Gorgodon Temporal range: Early Permian

Scientific classification
- Kingdom: Animalia
- Phylum: Chordata
- Clade: Synapsida
- Clade: incertae sedis
- Genus: †Gorgodon Olson, 1962
- Type species: †Gorgodon minutus Olson, 1962

= Gorgodon =

Extinct genus of synapsids

Gorgodon is an extinct genus of basal synapsids. The genus is monotypic, known only from the type species Gorgodon minutus from the Early Permian of the southwestern United States. The only known remains of Gorgodon are two fossils consisting of fragments of the skull. Gorgodon was described and named by paleontologist Everett C. Olson in 1962 from the San Angelo Formation in Knox County, Texas. Based on what is known of Gorgodon—the squamosal, quadrate, and pterygoid bones of the back of the skull, the maxilla and premaxilla bones that make up the front of the skull, and several teeth—Gorgodon had a relatively large temporal fenestra and a pair large, conical caniniform teeth at the front of the jaw. Other distinguishing features of Gorgodon include the fused connection between the quadrate and squamosal bones and a long transverse process of the pterygoid (a projection extending from the pterygoid bone on the underside of the skull).

Olson classified Gorgodon as a very early therapsid because it had a heterodont dentition and large temporal fenestra not seen in the most basal synapsids but present in therapsids. He placed it in the family Phthinosuchidae because its teeth seemed similar to those of Phthinosaurus, an enigmatic therapsid from the Middle Permian of Russia that is most likely a dinocephalian. However, the only known teeth of Phthinosaurus are from its lower jaw and the known teeth of Gorgodon are from its upper jaw. Olson reasoned that the shape of the teeth of Gorgodon match what would be expected for the upper teeth of Phthinosaurus even though there are no homologous features between the two taxa that would support such a relationship. Olson thought that Gorgodon was more primitive than Phthinosaurus, and that both were ancestors of a group of therapsids called gorgonopsids.

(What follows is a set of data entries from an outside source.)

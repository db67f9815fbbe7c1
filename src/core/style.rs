use serde::{Deserialize, Serialize};

use crate::error::{DrawingError, DrawingResult};

#[derive(Debug, Clone, Copy, PartialEq, Eq, Serialize, Deserialize)]
pub struct Rgba {
    pub r: u8,
    pub g: u8,
    pub b: u8,
    pub a: u8,
}

impl Rgba {
    #[must_use]
    pub const fn new(r: u8, g: u8, b: u8, a: u8) -> Self {
        Self { r, g, b, a }
    }

    #[must_use]
    pub const fn opaque(r: u8, g: u8, b: u8) -> Self {
        Self { r, g, b, a: 255 }
    }
}

/// Shared stroke/fill styling for newly created anchors.
///
/// Every field is optional; only set fields are captured into the sparse
/// per-point templates, leaving the rest to host theming.
#[derive(Debug, Clone, PartialEq, Serialize, Deserialize, Default)]
pub struct DrawingStyle {
    pub stroke_color: Option<Rgba>,
    pub stroke_opacity: Option<f64>,
    pub stroke_width: Option<f64>,
    pub stroke_dasharray: Option<Vec<f64>>,
    pub fill_color: Option<Rgba>,
    pub fill_opacity: Option<f64>,
}

impl DrawingStyle {
    pub fn validate(&self) -> DrawingResult<()> {
        for (value, name) in [
            (self.stroke_opacity, "stroke_opacity"),
            (self.fill_opacity, "fill_opacity"),
        ] {
            if let Some(opacity) = value {
                if !opacity.is_finite() || !(0.0..=1.0).contains(&opacity) {
                    return Err(DrawingError::InvalidData(format!(
                        "style `{name}` must be within 0..=1"
                    )));
                }
            }
        }

        if let Some(width) = self.stroke_width {
            if !width.is_finite() || width <= 0.0 {
                return Err(DrawingError::InvalidData(
                    "style `stroke_width` must be finite and > 0".to_owned(),
                ));
            }
        }

        if let Some(dash) = &self.stroke_dasharray {
            if dash.iter().any(|step| !step.is_finite() || *step < 0.0) {
                return Err(DrawingError::InvalidData(
                    "style `stroke_dasharray` steps must be finite and >= 0".to_owned(),
                ));
            }
        }

        Ok(())
    }

    #[must_use]
    pub fn stroke_template(&self) -> StrokeTemplate {
        StrokeTemplate {
            color: self.stroke_color,
            opacity: self.stroke_opacity,
            width: self.stroke_width,
            dasharray: self.stroke_dasharray.clone(),
        }
    }

    #[must_use]
    pub fn fill_template(&self) -> FillTemplate {
        FillTemplate {
            color: self.fill_color,
            opacity: self.fill_opacity,
        }
    }
}

/// Sparse stroke override captured onto an anchor at creation time.
#[derive(Debug, Clone, PartialEq, Serialize, Deserialize, Default)]
pub struct StrokeTemplate {
    pub color: Option<Rgba>,
    pub opacity: Option<f64>,
    pub width: Option<f64>,
    pub dasharray: Option<Vec<f64>>,
}

/// Sparse fill override captured onto an anchor at creation time.
#[derive(Debug, Clone, Copy, PartialEq, Serialize, Deserialize, Default)]
pub struct FillTemplate {
    pub color: Option<Rgba>,
    pub opacity: Option<f64>,
}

Sidor and Hopson (1995) proposed that Gorgodon and several other early therapsids that Olson described from the San Angelo Formation were instead the crushed remains of sphenacodontids. Sphenacodontids are a group of non-therapsid synapsids that were common in what is now the southwestern United States during the Early Permian. Although Gorgodon is most likely a non-therapsid synapsid, its relationship to other synapsids has not been assessed due to its lack of distinguishing anatomical features.